- Born: 1341 Goryeo
- Died: 1375 (aged about 34/5) Goryeo
- Spouse: a civilian woman
- Issue: One son
- House: House of Wang
- Father: Chunghye of Goryeo
- Mother: Princess Euncheon
- Religion: Buddhism

Korean name
- Hangul: 왕석기
- Hanja: 王釋器
- RR: Wang Seokgi
- MR: Wang Sŏkki

= Wang Seokgi =

Korean Buddhist monk (1341–1375)

Wang Seokgi (1341–1375) was the youngest son of King Chunghye of Goryeo, from Princess Euncheon and also a Korean Buddhist monk.

Under King Chungjeong's command, Seokgi went to Mandeok Temple in Yuan China, but later returned to Gaegyeong by King Gongmin's command. In 1356, Seokgi was imprisoned in Sugunok after tried to rebel and ascended the theone with the help from former general Im Jung-bo, Son Su-gyeong, Hong-Jun, governor Son-Yong and 6 others were executed. Seokgi was enshrined in Jeju Island and tried to be killed by drowning it in the sea during the convoy, but later was survived in a private manor.

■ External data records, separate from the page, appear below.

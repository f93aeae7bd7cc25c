//! Theme presets.
//!
//! - terminal (default - uses ANSI colors)
//! - dracula
//! - nord

use super::{Theme, ThemeColor};
use crate::error::CatalogError;

// =============================================================================
// Terminal Theme (Default)
// =============================================================================

/// Terminal theme - uses ANSI colors to respect user's terminal theme.
pub fn terminal() -> Theme {
    Theme {
        name: "terminal".to_string(),
        description: "Uses terminal default colors".to_string(),
        primary: ThemeColor::Ansi(12), // bright blue
        success: ThemeColor::Ansi(2),
        link: ThemeColor::Ansi(4),
        danger: ThemeColor::Ansi(1),
        text: ThemeColor::Default,
        text_muted: ThemeColor::Ansi(8),
        background: ThemeColor::Default,
        background_muted: ThemeColor::Default,
        border: ThemeColor::Ansi(7),
        border_focus: ThemeColor::Ansi(12),
    }
}

// =============================================================================
// Dracula Theme
// =============================================================================

pub fn dracula() -> Theme {
    Theme {
        name: "dracula".to_string(),
        description: "Dracula dark theme".to_string(),
        primary: ThemeColor::Str("#bd93f9".to_string()),
        success: ThemeColor::Str("#50fa7b".to_string()),
        link: ThemeColor::Str("#8be9fd".to_string()),
        danger: ThemeColor::Str("#ff5555".to_string()),
        text: 0xf8f8f2_u32.into(),
        text_muted: 0x6272a4_u32.into(),
        background: 0x282a36_u32.into(),
        background_muted: 0x343746_u32.into(),
        border: 0x44475a_u32.into(),
        border_focus: 0xbd93f9_u32.into(),
    }
}

// =============================================================================
// Nord Theme
// =============================================================================

pub fn nord() -> Theme {
    Theme {
        name: "nord".to_string(),
        description: "Nord arctic theme".to_string(),
        primary: 0x88c0d0_u32.into(),
        success: 0xa3be8c_u32.into(),
        link: 0x81a1c1_u32.into(),
        danger: 0xbf616a_u32.into(),
        text: 0xd8dee9_u32.into(),
        text_muted: 0x4c566a_u32.into(),
        background: 0x2e3440_u32.into(),
        background_muted: 0x3b4252_u32.into(),
        border: 0x4c566a_u32.into(),
        border_focus: 0x88c0d0_u32.into(),
    }
}

// =============================================================================
// Lookup
// =============================================================================

/// Get a preset by name (case-insensitive).
pub fn get_preset(name: &str) -> Option<Theme> {
    match name.to_lowercase().as_str() {
        "terminal" => Some(terminal()),
        "dracula" => Some(dracula()),
        "nord" => Some(nord()),
        _ => None,
    }
}

/// Like [`get_preset`], but an unknown name is an error listing the presets.
pub fn resolve_preset(name: &str) -> Result<Theme, CatalogError> {
    get_preset(name).ok_or_else(|| CatalogError::UnknownTheme {
        name: name.to_string(),
        available: preset_names().join(", "),
    })
}

/// List all available preset names.
pub fn preset_names() -> &'static [&'static str] {
    &["terminal", "dracula", "nord"]
}

// =============================================================================
// Tests
// =============================================================================
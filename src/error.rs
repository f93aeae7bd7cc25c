//! Errors raised at the edges: loading fixtures and driving the terminal.
//!
//! Filtering and joining never fail; nothing in `catalog::join` or
//! `catalog::filter` returns this type.

use std::io;
use std::path::PathBuf;

use thiserror::Error;

use crate::catalog::Id;

#[derive(Debug, Error)]
pub enum CatalogError {
    #[error("failed to read {}: {source}", path.display())]
    Io {
        path: PathBuf,
        #[source]
        source: io::Error,
    },

    #[error("invalid fixture data in {path}: {source}")]
    Json {
        /// File path, or `<embedded:NAME>` for the built-in dataset.
        path: String,
        #[source]
        source: serde_json::Error,
    },

    #[error("duplicate {collection} id {id}")]
    DuplicateId { collection: &'static str, id: Id },

    #[error("unknown theme '{name}' (available: {available})")]
    UnknownTheme { name: String, available: String },

    #[error("failed to encode hook regions: {0}")]
    Encode(#[source] serde_json::Error),

    #[error("terminal error: {0}")]
    Terminal(#[from] io::Error),
}

pub type Result<T> = std::result::Result<T, CatalogError>;
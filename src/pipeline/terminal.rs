//! Terminal state signals and mode switching.
//!
//! The size signal is the root the render effect tracks besides the filter
//! state and focus: a resize re-runs the effect.

use std::io::{self, stdout};

use crossterm::cursor::{Hide, Show};
use crossterm::execute;
use crossterm::terminal::{
    disable_raw_mode, enable_raw_mode, EnterAlternateScreen, LeaveAlternateScreen,
};
use spark_signals::{signal, Signal};

// =============================================================================
// Terminal Size Signal
// =============================================================================

thread_local! {
    static TERMINAL_SIZE: Signal<(u16, u16)> = signal((80, 24));
}

/// Current terminal size as (width, height).
pub fn terminal_size() -> (u16, u16) {
    TERMINAL_SIZE.with(|s| s.get())
}

pub fn terminal_width() -> u16 {
    terminal_size().0
}

pub fn terminal_height() -> u16 {
    terminal_size().1
}

/// Set the terminal size (called on resize events).
pub fn set_terminal_size(width: u16, height: u16) {
    TERMINAL_SIZE.with(|s| {
        if s.get() != (width, height) {
            s.set((width, height));
        }
    });
}

/// Get the size signal for reactive tracking.
pub fn terminal_size_signal() -> Signal<(u16, u16)> {
    TERMINAL_SIZE.with(|s| s.clone())
}

/// Detect and set the actual terminal size.
pub fn detect_terminal_size() {
    if let Ok((width, height)) = crossterm::terminal::size() {
        set_terminal_size(width, height);
    }
}

// =============================================================================
// Mode Switching
// =============================================================================

/// Raw mode, alternate screen, hidden cursor.
pub fn enter_fullscreen() -> io::Result<()> {
    enable_raw_mode()?;
    execute!(stdout(), EnterAlternateScreen, Hide)
}

/// Undo [`enter_fullscreen`]. Runs every step even if one fails.
pub fn exit_fullscreen() -> io::Result<()> {
    let screen = execute!(stdout(), Show, LeaveAlternateScreen);
    let raw = disable_raw_mode();
    screen.and(raw)
}

// =============================================================================
// Tests
// =============================================================================

#[cfg(test)]
mod tests {
    use super::*;

    #[test]
    fn test_terminal_size() {
        set_terminal_size(120, 40);
        assert_eq!(terminal_width(), 120);
        assert_eq!(terminal_height(), 40);
        assert_eq!(terminal_size_signal().get(), (120, 40));
    }
}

In 1363, Jeon Nok-saeng (전녹생, reported that a man named Wang Seokgi was plotting a rebellion in Pyongyang and immediately arrested, beheaded, and sent him to Gaegyeong. However, the person who Jeon killed was not Wang Seokgi, but he belonged to his person who accompanied him. King Gongmin hanged his head sent by Gim Yu to an author and beheaded those who falsely reported the pregnancy of Princess Euncheon. Their close associates were also executed.

After this, Seokgi fled and lived in hiding in a private house owned by Baek Eo-rin in Anhyeop, married a civilian woman and later had a son. They lived quietly for a while, but in 1375, this fact was known into Yi In-im, Gyeong Bu-heung, Choe Yeong, Choe In-cheol and other officials, those made Seokgi and his son were really executed and killed.